您可以将数据检索为xml文档,然后进行解析。这只是您可以定制的一部分流程的示例。

import requests
from xml.etree import ElementTree
import pandas as pd
url = 'http://www.dublincity.ie/dublintraffic/cpdata.xml?1543254514266'
xml_data = requests.get(url).content
tree = ElementTree.fromstring(xml_data)
parking = []
for child in tree:
    for nextChild in child:
        parking.append([child.tag ,nextChild.attrib['name'],nextChild.attrib['spaces']])
df = pd.DataFrame(parking)
print(df)
df.to_csv(r'C:\Users\User\Desktop\Data.csv', sep=',', encoding='utf-8',index = False )

答案 1 :(得分:2)

如果您想坚持使用BeautifulSoup,则可以使用其xml解析器和csv.DictWriter()来获取和写入内容。

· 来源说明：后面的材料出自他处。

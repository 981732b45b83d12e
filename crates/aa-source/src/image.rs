use std::path::{Path, PathBuf};

use aa_core::error::CoreError;
use aa_core::frame::PixelBuffer;

/// Resolve a user-supplied image path.
///
/// Absolute paths are returned as is; relative ones are joined to the
/// current working directory.
///
/// # Example
/// ```
/// use aa_source::image::resolve_input_path;
/// use std::path::Path;
/// let p = resolve_input_path(Path::new("/tmp/a.png"));
/// assert_eq!(p, Path::new("/tmp/a.png"));
/// ```
#[must_use]
pub fn resolve_input_path(path: &Path) -> PathBuf {
    if path.is_absolute() {
        return path.to_path_buf();
    }
    match std::env::current_dir() {
        Ok(cwd) => cwd.join(path),
        Err(e) => {
            log::warn!("Répertoire courant inaccessible ({e}), chemin utilisé tel quel");
            path.to_path_buf()
        }
    }
}

/// Decode an image from disk, keeping its channel layout.
///
/// Gray images stay 1 channel, gray + alpha 2, RGB 3, RGBA 4. Deeper
/// sample formats are narrowed to 8 bits.
///
/// # Errors
/// `ImageLoad` if the file cannot be opened or decoded, or is empty.
///
/// # Example
/// ```no_run
/// use aa_source::image::load_image;
/// use std::path::Path;
/// let buf = load_image(Path::new("img/madeline.png")).unwrap();
/// ```
pub fn load_image(path: &Path) -> Result<PixelBuffer, CoreError> {
    let img = image::open(path).map_err(|e| CoreError::ImageLoad {
        path: path.to_path_buf(),
        reason: e.to_string(),
    })?;
    let (width, height) = (img.width(), img.height());
    if width == 0 || height == 0 {
        return Err(CoreError::ImageLoad {
            path: path.to_path_buf(),
            reason: format!("dimensions nulles {width}×{height}"),
        });
    }

    let color = img.color();
    let (channels, data) = match (color.has_color(), color.has_alpha()) {
        (false, false) => (1, img.into_luma8().into_raw()),
        (false, true) => (2, img.into_luma_alpha8().into_raw()),
        (true, false) => (3, img.into_rgb8().into_raw()),
        (true, true) => (4, img.into_rgba8().into_raw()),
    };
    log::info!(
        "Image chargée : {} ({width}×{height}, {channels} canaux)",
        path.display()
    );
    PixelBuffer::from_raw(width, height, channels, data)
}
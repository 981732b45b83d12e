use std::io::Write;

use aa_core::error::CoreError;
use aa_core::frame::Frame;
use crossterm::cursor::MoveTo;
use crossterm::queue;
use crossterm::style::Print;
use crossterm::terminal::{Clear, ClearType};

const TARGET: &str = "terminal";

/// How a new frame replaces the previous one on screen.
#[derive(Clone, Copy, Debug, Default, PartialEq, Eq)]
pub enum RedrawMode {
    /// Rewrite only the lines that differ from the previous frame.
    #[default]
    Incremental,
    /// Clear the screen and rewrite every line, every frame.
    Full,
}

/// What one `present` call emitted.
#[derive(Clone, Copy, Debug, Default, PartialEq, Eq)]
pub struct DisplayStats {
    /// The screen was cleared and the cursor homed.
    pub cleared: bool,
    /// Number of lines written.
    pub lines_written: usize,
}

/// Terminal display that remembers the last frame it drew.
///
/// The first frame (or every frame in `RedrawMode::Full`) clears the
/// screen and writes all lines. Later frames only move the cursor to the
/// changed rows (`ESC[row;1H`) and overwrite them. Frame width is fixed for
/// a run, so no clear-to-end-of-line is emitted.
///
/// # Example
/// ```
/// use aa_core::frame::Frame;
/// use aa_render::display::{Display, RedrawMode};
///
/// let mut display = Display::new(RedrawMode::Incremental);
/// let mut out = Vec::new();
/// let first = Frame::from_lines(vec!["ab".into(), "cd".into()]);
/// assert!(display.present(&mut out, &first).unwrap().cleared);
///
/// let second = Frame::from_lines(vec!["ab".into(), "cx".into()]);
/// let stats = display.present(&mut out, &second).unwrap();
/// assert_eq!(stats.lines_written, 1);
/// ```
#[derive(Debug, Default)]
pub struct Display {
    previous: Vec<String>,
    mode: RedrawMode,
}

impl Display {
    /// Fresh display with nothing drawn yet.
    #[must_use]
    pub fn new(mode: RedrawMode) -> Self {
        Self {
            previous: Vec::new(),
            mode,
        }
    }

    /// Lines of the last frame presented.
    #[must_use]
    pub fn previous(&self) -> &[String] {
        &self.previous
    }

    /// Forget the last frame; the next `present` redraws everything.
    pub fn reset(&mut self) {
        self.previous.clear();
    }

    /// Draw `frame` and remember it as the previous frame.
    ///
    /// # Errors
    /// `OutputWrite` if the writer fails, `Argument` if the frame has more
    /// rows than a cursor position can address.
    pub fn present<W: Write>(&mut self, out: &mut W, frame: &Frame) -> Result<DisplayStats, CoreError> {
        let stats = if self.previous.is_empty() || self.mode == RedrawMode::Full {
            redraw_all(out, frame)?
        } else {
            self.redraw_changed(out, frame)?
        };
        out.flush().map_err(|e| CoreError::output(TARGET, e))?;

        self.previous.clone_from(&frame.lines);
        Ok(stats)
    }

    /// Move the cursor to the first row below the last frame, so that later
    /// output does not overwrite it.
    ///
    /// # Errors
    /// `OutputWrite` if the writer fails.
    pub fn park_cursor<W: Write>(&self, out: &mut W) -> Result<(), CoreError> {
        let row = row_index(self.previous.len())?;
        queue!(out, MoveTo(0, row)).map_err(|e| CoreError::output(TARGET, e))?;
        out.flush().map_err(|e| CoreError::output(TARGET, e))
    }

    fn redraw_changed<W: Write>(&self, out: &mut W, frame: &Frame) -> Result<DisplayStats, CoreError> {
        let mut written = 0;
        for (i, line) in frame.lines.iter().enumerate() {
            if self.previous.get(i) == Some(line) {
                continue;
            }
            let row = row_index(i)?;
            queue!(out, MoveTo(0, row), Print(line)).map_err(|e| CoreError::output(TARGET, e))?;
            written += 1;
        }
        Ok(DisplayStats {
            cleared: false,
            lines_written: written,
        })
    }
}

fn redraw_all<W: Write>(out: &mut W, frame: &Frame) -> Result<DisplayStats, CoreError> {
    queue!(out, Clear(ClearType::All), MoveTo(0, 0)).map_err(|e| CoreError::output(TARGET, e))?;
    for line in &frame.lines {
        queue!(out, Print(line), Print('\n')).map_err(|e| CoreError::output(TARGET, e))?;
    }
    Ok(DisplayStats {
        cleared: true,
        lines_written: frame.lines.len(),
    })
}

fn row_index(i: usize) -> Result<u16, CoreError> {
    u16::try_from(i).map_err(|_| CoreError::Argument(format!("ligne {i} hors de l'écran")))
}

#[cfg(test)]
mod tests {
    use super::*;

    fn frame(lines: &[&str]) -> Frame {
        Frame::from_lines(lines.iter().map(|s| (*s).to_string()).collect())
    }

    fn text(out: &[u8]) -> String {
        String::from_utf8(out.to_vec()).unwrap()
    }

    #[test]
    fn first_frame_clears_and_writes_all() {
        let mut display = Display::new(RedrawMode::Incremental);
        let mut out = Vec::new();
        let stats = display.present(&mut out, &frame(&["aa", "bb", "cc"])).unwrap();

        assert_eq!(
            stats,
            DisplayStats {
                cleared: true,
                lines_written: 3
            }
        );
        let s = text(&out);
        assert!(s.starts_with("\x1b[2J\x1b[1;1H"));
        assert!(s.ends_with("aa\nbb\ncc\n"));
    }

    #[test]
    fn only_changed_lines_are_rewritten() {
        let mut display = Display::new(RedrawMode::Incremental);
        let mut out = Vec::new();
        let before = ["l0", "l1", "l2", "l3", "l4", "l5", "l6"];
        display.present(&mut out, &frame(&before)).unwrap();

        let mut after = before;
        after[2] = "X2";
        after[5] = "X5";
        out.clear();
        let stats = display.present(&mut out, &frame(&after)).unwrap();

        assert_eq!(
            stats,
            DisplayStats {
                cleared: false,
                lines_written: 2
            }
        );
        assert_eq!(text(&out), "\x1b[3;1HX2\x1b[6;1HX5");
        assert_eq!(display.previous(), &after);
    }

    #[test]
    fn identical_frame_writes_nothing() {
        let mut display = Display::new(RedrawMode::Incremental);
        let mut out = Vec::new();
        display.present(&mut out, &frame(&["ab", "cd"])).unwrap();
        out.clear();
        let stats = display.present(&mut out, &frame(&["ab", "cd"])).unwrap();
        assert_eq!(stats.lines_written, 0);
        assert!(out.is_empty());
    }

    #[test]
    fn extra_rows_are_written() {
        let mut display = Display::new(RedrawMode::Incremental);
        let mut out = Vec::new();
        display.present(&mut out, &frame(&["ab"])).unwrap();
        out.clear();
        let stats = display.present(&mut out, &frame(&["ab", "cd"])).unwrap();
        assert_eq!(stats.lines_written, 1);
        assert_eq!(text(&out), "\x1b[2;1Hcd");
    }

    #[test]
    fn full_mode_always_redraws() {
        let mut display = Display::new(RedrawMode::Full);
        let mut out = Vec::new();
        display.present(&mut out, &frame(&["ab", "cd"])).unwrap();
        let stats = display.present(&mut out, &frame(&["ab", "cd"])).unwrap();
        assert!(stats.cleared);
        assert_eq!(stats.lines_written, 2);
    }

    #[test]
    fn reset_forces_full_redraw() {
        let mut display = Display::new(RedrawMode::Incremental);
        let mut out = Vec::new();
        display.present(&mut out, &frame(&["ab"])).unwrap();
        display.reset();
        assert!(display.present(&mut out, &frame(&["ab"])).unwrap().cleared);
    }

    #[test]
    fn rows_beyond_cursor_range_are_rejected() {
        let mut display = Display::new(RedrawMode::Incremental);
        let mut out = Vec::new();
        display.present(&mut out, &frame(&["a"])).unwrap();

        let tall = Frame::from_lines(vec!["z".to_string(); usize::from(u16::MAX) + 2]);
        out.clear();
        let err = display.present(&mut out, &tall).unwrap_err();
        assert!(matches!(err, CoreError::Argument(_)));
        assert_eq!(display.previous(), &["a"]);
    }

    #[test]
    fn park_cursor_moves_below_frame() {
        let mut display = Display::new(RedrawMode::Incremental);
        let mut out = Vec::new();
        display.present(&mut out, &frame(&["a", "b", "c"])).unwrap();
        out.clear();
        display.park_cursor(&mut out).unwrap();
        assert_eq!(text(&out), "\x1b[4;1H");
    }
}
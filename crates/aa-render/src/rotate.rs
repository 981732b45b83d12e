use aa_core::error::CoreError;
use aa_core::frame::PixelBuffer;

/// Rotate `input` by `theta` radians about its center.
///
/// Reverse mapping: for each output pixel the source position is computed
/// through the inverse rotation and sampled nearest-neighbor. Sources
/// falling outside the buffer become zero (black).
///
/// # Errors
/// `Allocation` if the output buffer cannot be allocated.
///
/// # Example
/// ```
/// use aa_core::frame::PixelBuffer;
/// use aa_render::rotate::rotate;
/// let src = PixelBuffer::from_raw(2, 2, 1, vec![1, 2, 3, 4]).unwrap();
/// assert_eq!(rotate(&src, 0.0).unwrap(), src);
/// ```
pub fn rotate(input: &PixelBuffer, theta: f32) -> Result<PixelBuffer, CoreError> {
    let mut output = PixelBuffer::new(input.width, input.height, input.channels)?;
    rotate_into(input, theta, &mut output)?;
    Ok(output)
}

/// Same as [`rotate`], writing into a pre-allocated buffer of identical shape.
///
/// # Errors
/// `Argument` if `output` does not have the shape of `input`; `output` is
/// then left untouched.
#[allow(clippy::cast_possible_wrap)]
pub fn rotate_into(input: &PixelBuffer, theta: f32, output: &mut PixelBuffer) -> Result<(), CoreError> {
    if output.width != input.width
        || output.height != input.height
        || output.channels != input.channels
    {
        return Err(CoreError::Argument(format!(
            "rotation : buffer {}x{}x{} au lieu de {}x{}x{}",
            output.width, output.height, output.channels, input.width, input.height, input.channels
        )));
    }

    let rot = theta % std::f32::consts::TAU;
    if rot.abs() < f32::EPSILON || input.data.is_empty() {
        output.data.copy_from_slice(&input.data);
        return Ok(());
    }

    let center_x = input.width as f32 / 2.0;
    let center_y = input.height as f32 / 2.0;
    let cos_a = rot.cos();
    let sin_a = rot.sin();

    let c = usize::from(input.channels);
    let stride = input.width as usize * c;
    let width = input.width as i32;
    let height = input.height as i32;

    for (y_out, row) in output.data.chunks_exact_mut(stride).enumerate() {
        let y_f = y_out as f32 - center_y;
        for x_out in 0..input.width as usize {
            let x_f = x_out as f32 - center_x;

            // Reverse rotation
            let x_src = (x_f * cos_a - y_f * sin_a + center_x).round() as i32;
            let y_src = (x_f * sin_a + y_f * cos_a + center_y).round() as i32;

            let out = &mut row[x_out * c..(x_out + 1) * c];
            if x_src >= 0 && x_src < width && y_src >= 0 && y_src < height {
                let in_idx = y_src as usize * stride + x_src as usize * c;
                out.copy_from_slice(&input.data[in_idx..in_idx + c]);
            } else {
                out.fill(0);
            }
        }
    }
    Ok(())
}
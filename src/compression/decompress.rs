use std::path::Path;

use log::{debug, info};

use super::container::Container;
use super::{read_input, write_output, Stats};
use crate::bitstream::bitreader::BitReader;
use crate::error::{Malformed, PackError};
use crate::prefix_coding::{Algorithm, Code};

/// Decompress a container, taking the algorithm from its magic tag.
pub fn decompress(data: &[u8]) -> Result<Vec<u8>, PackError> {
    let container = Container::parse(data)?;
    decode(&container)
}

/// Decompress a container that must have been written by the expected algorithm.
pub fn decompress_as(data: &[u8], expected: Algorithm) -> Result<Vec<u8>, PackError> {
    let container = Container::parse(data)?;
    if container.algorithm != expected {
        return Err(Malformed::AlgorithmMismatch {
            expected,
            found: container.algorithm,
        }
        .into());
    }
    decode(&container)
}

/// Walk the payload bit by bit, growing the current prefix until it matches a dictionary entry.
/// Stops once the original number of bytes has been produced; anything after that is padding.
pub fn decode(container: &Container<'_>) -> Result<Vec<u8>, PackError> {
    let expected = container.original_len;
    let max_len = container.table.max_len();
    // A damaged header could claim any length, so never reserve more than the payload can hold
    let capacity = expected.min(container.payload.len() as u64 * 8) as usize;
    let mut output = Vec::with_capacity(capacity);

    let mut br = BitReader::new(container.payload);
    let mut current = Code::new();
    while (output.len() as u64) < expected {
        let bit = br.bool_bit().ok_or(Malformed::TruncatedPayload {
            decoded: output.len() as u64,
            expected,
        })?;
        current.push(bit);
        if let Some(&symbol) = container.inverse.get(&current) {
            output.push(symbol);
            current.clear();
        } else if current.len() >= max_len {
            return Err(Malformed::UndecodablePayload {
                decoded: output.len() as u64,
            }
            .into());
        }
    }
    debug!(
        "Decoded {} bytes, {} padding bits left over",
        output.len(),
        br.remaining_bits()
    );
    Ok(output)
}

/// Decompress the input file into the output file. When an algorithm is given, the container must
/// carry its magic tag. The output is only created once decoding has succeeded.
pub fn decompress_file(
    input: &Path,
    output: &Path,
    expected: Option<Algorithm>,
) -> Result<Stats, PackError> {
    let data = read_input(input)?;
    let decoded = match expected {
        Some(algorithm) => decompress_as(&data, algorithm)?,
        None => decompress(&data)?,
    };
    write_output(output, &decoded)?;
    info!("Wrote {}", output.display());
    Ok(Stats {
        input_size: data.len() as u64,
        output_size: decoded.len() as u64,
    })
}
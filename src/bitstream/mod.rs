//! The bitstream module forms the I/O subsystem for prefixzip.
//!
//! Codes are variable length, so the compressed payload is a continuous run of bits rather than
//! bytes. BitPacker queues bits and emits them as bytes, most significant bit first, zero padding
//! the final byte. BitReader walks a buffer the same way, bit by bit or in whole fields.
//!
//! Container header fields are byte aligned and go through the same packer and reader, so both
//! directions share one notion of bit order.
//!
pub mod bitpacker;
pub mod bitreader;
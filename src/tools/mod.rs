//! The tools module provides helper functions for prefixzip.
//!
//! The tools are:
//! - cli: Command line interface, turning arguments into the options for one run.
//! - freq_count: Frequency count of the input bytes, the starting point for both code builders.
//!
pub mod cli;
pub mod freq_count;
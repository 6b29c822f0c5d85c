use crate::error::PackError;
use crate::prefix_coding::{Code, CodeTable};

/// Creates a bitstream for output. Bits are packed most significant bit first.
pub struct BitPacker {
    pub output: Vec<u8>,
    /// Number of valid bits in the final byte after flush() (0 means the last byte is full).
    pub last_bits: u8,
    queue: u64,
    q_bits: u8,
    /// Bits put on the stream so far, not counting flush padding.
    written: u64,
}

impl BitPacker {
    /// Create a new BitPacker with an output buffer of the capacity specified. Call flush() to
    /// flush the bit queue to the buffer before using the output.
    pub fn new(size: usize) -> Self {
        Self {
            output: Vec::with_capacity(size),
            last_bits: 0,
            queue: 0,
            q_bits: 0,
            written: 0,
        }
    }

    /// Internal bitstream write function common to all out.XX functions.
    fn write_stream(&mut self) {
        while self.q_bits > 7 {
            let byte = (self.queue >> (self.q_bits - 8)) as u8;
            self.output.push(byte); //push the packed byte out
            self.q_bits -= 8; //adjust the count of bits left in the queue
        }
    }

    /// Puts a single bit on the stream.
    pub fn out_bit(&mut self, bit: bool) {
        self.queue <<= 1;
        self.queue |= bit as u64;
        self.q_bits += 1;
        self.written += 1;
        self.write_stream();
    }

    /// Puts every bit of a code on the stream, first bit first.
    pub fn out_code(&mut self, code: &Code) {
        code.bits().for_each(|bit| self.out_bit(bit));
    }

    /// Puts an 8 bit word of pre-packed binary encoded data on the stream.
    pub fn out8(&mut self, data: u8) {
        self.queue <<= 8; //shift queue by bit length
        self.queue |= data as u64; //add data portion to queue
        self.q_bits += 8; //update depth of queue bits
        self.written += 8;
        self.write_stream();
    }

    /// Puts a 16 bit word of pre-packed binary encoded data on the stream.
    pub fn out16(&mut self, data: u16) {
        self.queue <<= 16;
        self.queue |= data as u64;
        self.q_bits += 16;
        self.written += 16;
        self.write_stream();
    }

    /// Puts a 32 bit word of pre-packed binary encoded data on the stream.
    pub fn out32(&mut self, data: u32) {
        self.queue <<= 32;
        self.queue |= data as u64;
        self.q_bits += 32;
        self.written += 32;
        self.write_stream();
    }

    /// Puts a 64 bit word on the stream. The queue can't take 64 bits at once, so this is done as
    /// two 32 bit halves.
    pub fn out64(&mut self, data: u64) {
        self.out32((data >> 32) as u32);
        self.out32(data as u32);
    }

    /// Puts a run of bytes on the stream.
    pub fn out_bytes(&mut self, data: &[u8]) {
        data.iter().for_each(|&byte| self.out8(byte));
    }

    /// Flushes the remaining bits (1-7) from the buffer, padding with 0s in the least
    /// signficant bits
    pub fn flush(&mut self) {
        self.last_bits = self.q_bits % 8;
        if self.q_bits > 0 {
            self.queue <<= 8 - self.q_bits; //pad the queue with zeros
            self.q_bits += 8 - self.q_bits;
            self.write_stream(); // write out all that is left
        }
    }

    /// Count of bits put on the stream, excluding padding.
    pub fn bits_written(&self) -> u64 {
        self.written
    }

    /// Debugging function to return the number of bytes.bits output so far
    pub fn loc(&self) -> String {
        format! {"[{}.{}]",((self.output.len() * 8) + self.q_bits as usize)/8, ((self.output.len() * 8) + self.q_bits as usize)%8}
    }
}

/// Packed codes for a whole input, with the exact number of meaningful bits.
#[derive(Debug, Clone, PartialEq, Eq)]
pub struct Payload {
    pub bytes: Vec<u8>,
    pub bits: u64,
}

/// Concatenate the code of every input byte, in input order, and pack the result. The final
/// byte is zero padded.
pub fn pack_codes(data: &[u8], table: &CodeTable) -> Result<Payload, PackError> {
    // Average code length is rarely above a byte, so data.len() is a reasonable first guess
    let mut bp = BitPacker::new(data.len());
    for &symbol in data {
        let code = table
            .get(symbol)
            .ok_or(PackError::SymbolNotInTable { symbol })?;
        bp.out_code(code);
    }
    bp.flush();
    Ok(Payload {
        bits: bp.bits_written(),
        bytes: bp.output,
    })
}

#[cfg(test)]
mod test {
    use super::*;

    #[test]
    fn out16_test() {
        let mut bw = BitPacker::new(100);
        let data = 0b00100001_00100000;
        bw.out16(data);
        bw.flush();
        let out = bw.output;
        assert_eq!(out, "! ".as_bytes());
    }

    #[test]
    fn out_bit_and_loc_test() {
        let mut bw = BitPacker::new(100);
        [true, false, true].iter().for_each(|&b| bw.out_bit(b));
        assert_eq!("[0.3]", &bw.loc());
        bw.flush();
        assert_eq!(bw.output, vec![0b1010_0000]);
        assert_eq!(bw.last_bits, 3);
        assert_eq!(bw.bits_written(), 3);
        assert_eq!("[1.0]", &bw.loc());
    }

    #[test]
    fn mixed_width_test() {
        let mut bw = BitPacker::new(100);
        bw.out_bit(true);
        bw.out8(0xff);
        bw.out16(0);
        bw.flush();
        assert_eq!(bw.output, vec![0xff, 0x80, 0x00, 0x00]);
        assert_eq!(bw.bits_written(), 25);
    }

    #[test]
    fn out64_test() {
        let mut bw = BitPacker::new(100);
        bw.out64(0x0102_0304_0506_0708);
        bw.flush();
        assert_eq!(bw.output, vec![1, 2, 3, 4, 5, 6, 7, 8]);
        assert_eq!(bw.last_bits, 0);
    }

    #[test]
    fn pack_codes_test() {
        let mut table = CodeTable::new();
        table.insert(b'a', Code::from_ascii(b"0").unwrap());
        table.insert(b'b', Code::from_ascii(b"10").unwrap());
        table.insert(b'c', Code::from_ascii(b"11").unwrap());
        // a b c c a b -> 0 10 11 11 0 10 -> 01011110 10(000000)
        let payload = pack_codes(b"abccab", &table).unwrap();
        assert_eq!(payload.bits, 10);
        assert_eq!(payload.bytes, vec![0b0101_1110, 0b1000_0000]);

        assert!(matches!(
            pack_codes(b"abz", &table),
            Err(PackError::SymbolNotInTable { symbol: b'z' })
        ));
    }
}
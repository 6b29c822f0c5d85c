use std::cmp::Ordering;
use std::collections::BinaryHeap;

use log::{debug, trace};

use super::{Code, CodeTable, Symbol};

/// Merge tree nodes are addressed by their index in the arena.
#[derive(Debug, Clone, Copy, PartialEq, Eq)]
enum NodeData {
    Kids(usize, usize),
    Leaf(u8),
}

#[derive(Debug, Clone, Copy)]
struct Node {
    weight: u64,
    node_data: NodeData,
}

/// Heap entry. The arena index doubles as the tie-breaker: leaves are created in symbol order
/// before any merged node, and merged nodes are numbered in the order they are made.
#[derive(Debug, PartialEq, Eq)]
struct Entry {
    weight: u64,
    index: usize,
}

impl Ord for Entry {
    /// Reversed so the BinaryHeap pops the lightest node, lowest index first among equals.
    fn cmp(&self, other: &Self) -> Ordering {
        other
            .weight
            .cmp(&self.weight)
            .then_with(|| other.index.cmp(&self.index))
    }
}

impl PartialOrd for Entry {
    fn partial_cmp(&self, other: &Self) -> Option<Ordering> {
        Some(self.cmp(other))
    }
}

/// Build a Huffman code table for the alphabet. The first node popped in each merge becomes the
/// `0` branch, the second the `1` branch.
pub fn huffman_table(symbols: &[Symbol]) -> CodeTable {
    let mut leaves = symbols.to_vec();
    leaves.sort_by_key(|sym| sym.value);

    let mut arena: Vec<Node> = leaves
        .iter()
        .map(|sym| Node {
            weight: sym.freq,
            node_data: NodeData::Leaf(sym.value),
        })
        .collect();
    let mut heap: BinaryHeap<Entry> = arena
        .iter()
        .enumerate()
        .map(|(index, node)| Entry {
            weight: node.weight,
            index,
        })
        .collect();

    // Pare the heap down to a single root, merging the two lightest nodes each time.
    let root = loop {
        let Some(left) = heap.pop() else {
            return CodeTable::new();
        };
        let Some(right) = heap.pop() else {
            break left.index;
        };
        let weight = left.weight + right.weight;
        arena.push(Node {
            weight,
            node_data: NodeData::Kids(left.index, right.index),
        });
        heap.push(Entry {
            weight,
            index: arena.len() - 1,
        });
    };
    debug!(
        "Huffman tree for {} symbols uses {} nodes, root weight {}",
        leaves.len(),
        arena.len(),
        arena[root].weight
    );

    codes_from_tree(&arena, root)
}

/// Walk the tree depth first and record the path to each leaf as its code.
fn codes_from_tree(arena: &[Node], root: usize) -> CodeTable {
    let mut table = CodeTable::new();
    let mut stack = vec![(root, Code::new())];
    while let Some((index, code)) = stack.pop() {
        match arena[index].node_data {
            NodeData::Kids(left, right) => {
                stack.push((right, code.child(true)));
                stack.push((left, code.child(false)));
            }
            NodeData::Leaf(symbol) => {
                // A lone root leaf would otherwise get an empty code
                let code = if code.is_empty() {
                    code.child(false)
                } else {
                    code
                };
                trace!("{:#04x} -> {}", symbol, code);
                table.insert(symbol, code);
            }
        }
    }
    table
}

#[cfg(test)]
mod test {
    use super::*;
    use crate::tools::freq_count::alphabet;

    fn codes_of(table: &CodeTable) -> Vec<(u8, String)> {
        table
            .iter()
            .map(|(sym, code)| (sym, code.to_string()))
            .collect()
    }

    #[test]
    fn aabbbcccc_test() {
        let table = huffman_table(&alphabet(b"AABBBCCCC").unwrap());
        // A(2) and B(3) merge first, then C(4) pairs with their parent (5)
        assert_eq!(
            codes_of(&table),
            vec![
                (b'A', "10".to_string()),
                (b'B', "11".to_string()),
                (b'C', "0".to_string())
            ]
        );
    }

    #[test]
    fn single_symbol_test() {
        let table = huffman_table(&alphabet(b"AAAA").unwrap());
        assert_eq!(codes_of(&table), vec![(b'A', "0".to_string())]);
    }

    #[test]
    fn empty_alphabet_test() {
        assert!(huffman_table(&[]).is_empty());
    }

    #[test]
    fn ties_follow_symbol_order_test() {
        // Input order must not matter, only byte values
        let forward = huffman_table(&[
            Symbol { value: b'x', freq: 1 },
            Symbol { value: b'y', freq: 1 },
        ]);
        let backward = huffman_table(&[
            Symbol { value: b'y', freq: 1 },
            Symbol { value: b'x', freq: 1 },
        ]);
        assert_eq!(forward, backward);
        assert_eq!(forward.get(b'x').unwrap().to_string(), "0");
        assert_eq!(forward.get(b'y').unwrap().to_string(), "1");

        // Four equal weights give a balanced tree in symbol order
        let table = huffman_table(&alphabet(b"dcba").unwrap());
        assert_eq!(
            codes_of(&table),
            vec![
                (b'a', "00".to_string()),
                (b'b', "01".to_string()),
                (b'c', "10".to_string()),
                (b'd', "11".to_string())
            ]
        );
    }

    #[test]
    fn optimal_length_test() {
        // Powers of two weights give code lengths of 1, 2, 3, 4, 4
        let data = [vec![0_u8; 16], vec![1; 8], vec![2; 4], vec![3; 2], vec![4; 1]].concat();
        let table = huffman_table(&alphabet(&data).unwrap());
        let lens = table.iter().map(|(_, c)| c.len()).collect::<Vec<_>>();
        assert_eq!(lens, vec![1, 2, 3, 4, 4]);
    }

    #[test]
    fn prefix_free_test() {
        let data = (0..=255_u8)
            .flat_map(|b| std::iter::repeat(b).take(1 + (b as usize * 7) % 31))
            .collect::<Vec<u8>>();
        let table = huffman_table(&alphabet(&data).unwrap());
        assert_eq!(table.len(), 256);
        assert!(table.is_prefix_free());
        assert!(table.iter().all(|(_, c)| !c.is_empty()));
    }
}
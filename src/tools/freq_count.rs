use crate::error::PackError;
use crate::prefix_coding::Symbol;

/// Returns a frequency count of the input data, indexed by byte value.
pub fn freqs(data: &[u8]) -> [u64; 256] {
    let mut freqs = [0_u64; 256];
    data.iter().for_each(|&el| freqs[el as usize] += 1);
    freqs
}

/// Returns one Symbol per distinct byte in the data, in ascending byte order.
pub fn alphabet(data: &[u8]) -> Result<Vec<Symbol>, PackError> {
    if data.is_empty() {
        return Err(PackError::EmptyInput);
    }
    Ok(freqs(data)
        .iter()
        .enumerate()
        .filter(|&(_, &freq)| freq > 0)
        .map(|(value, &freq)| Symbol {
            value: value as u8,
            freq,
        })
        .collect())
}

查看实现:

import csv
import requests
from bs4 import BeautifulSoup

url = 'http://www.dublincity.ie/dublintraffic/cpdata.xml?1543254514266'

res = requests.get(url)
soup = BeautifulSoup(res.content,"xml")
data = []
for item in soup.select("carpark"):
    ditem = {}
    ditem['Name'] = item.get("name")
    ditem['Spaces'] = item.get("spaces")
    data.append(ditem)

with open("xmldocs.csv","w",newline="") as f:
    writer = csv.DictWriter(f,["Name","Spaces"])
    writer.writeheader()
    for info in data:
        writer.writerow(info)